*** Opening Extracted information ***

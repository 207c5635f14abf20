//! Cache tier identifiers.

use crate::core::payload;
use serde::{Deserialize, Serialize};
use std::fmt;

/// A persisted stage artifact.
///
/// All tiers are immutable once written. The local mirror is not a tier: it
/// is updated in place and handled by [`super::StageCache::publish_mirror`].
#[derive(Debug, Clone, Copy, PartialEq, Eq, Hash, Serialize, Deserialize)]
#[serde(rename_all = "snake_case")]
pub enum CacheTier {
    /// The resolved repository identity.
    Identity,
    /// Raw repository metadata.
    Metadata,
    /// Projected issue list.
    Issues,
    /// Stargazer list.
    Stargazers,
    /// Derived commit statistics.
    Analysis,
}

impl CacheTier {
    /// All tiers in pipeline order.
    pub const ALL: [CacheTier; 5] = [
        Self::Identity,
        Self::Metadata,
        Self::Issues,
        Self::Stargazers,
        Self::Analysis,
    ];

    /// Returns the tier name.
    #[must_use]
    pub fn as_str(self) -> &'static str {
        match self {
            Self::Identity => "identity",
            Self::Metadata => "metadata",
            Self::Issues => "issues",
            Self::Stargazers => "stargazers",
            Self::Analysis => "analysis",
        }
    }

    /// Returns the artifact file name.
    #[must_use]
    pub fn file_name(self) -> &'static str {
        match self {
            Self::Identity => "identity.json",
            Self::Metadata => "metadata.json",
            Self::Issues => "issues.json",
            Self::Stargazers => "stargazers.json",
            Self::Analysis => "analysis.json",
        }
    }

    /// Returns the result payload section the artifact is merged into.
    #[must_use]
    pub fn section(self) -> &'static str {
        match self {
            Self::Identity => payload::SECTION_IDENTITY,
            Self::Metadata => payload::SECTION_METADATA,
            Self::Issues => payload::SECTION_ISSUES,
            Self::Stargazers => payload::SECTION_STARGAZERS,
            Self::Analysis => payload::SECTION_ANALYSIS,
        }
    }
}

impl fmt::Display for CacheTier {
    fn fmt(&self, f: &mut fmt::Formatter<'_>) -> fmt::Result {
        write!(f, "{}", self.as_str())
    }
}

*** Closing Extracted information ***

For the word "Deserialize", find every line in the data that holds it and copy that line.

### Expected answer:
use serde::{Deserialize, Serialize};
#[derive(Debug, Clone, Copy, PartialEq, Eq, Hash, Serialize, Deserialize)]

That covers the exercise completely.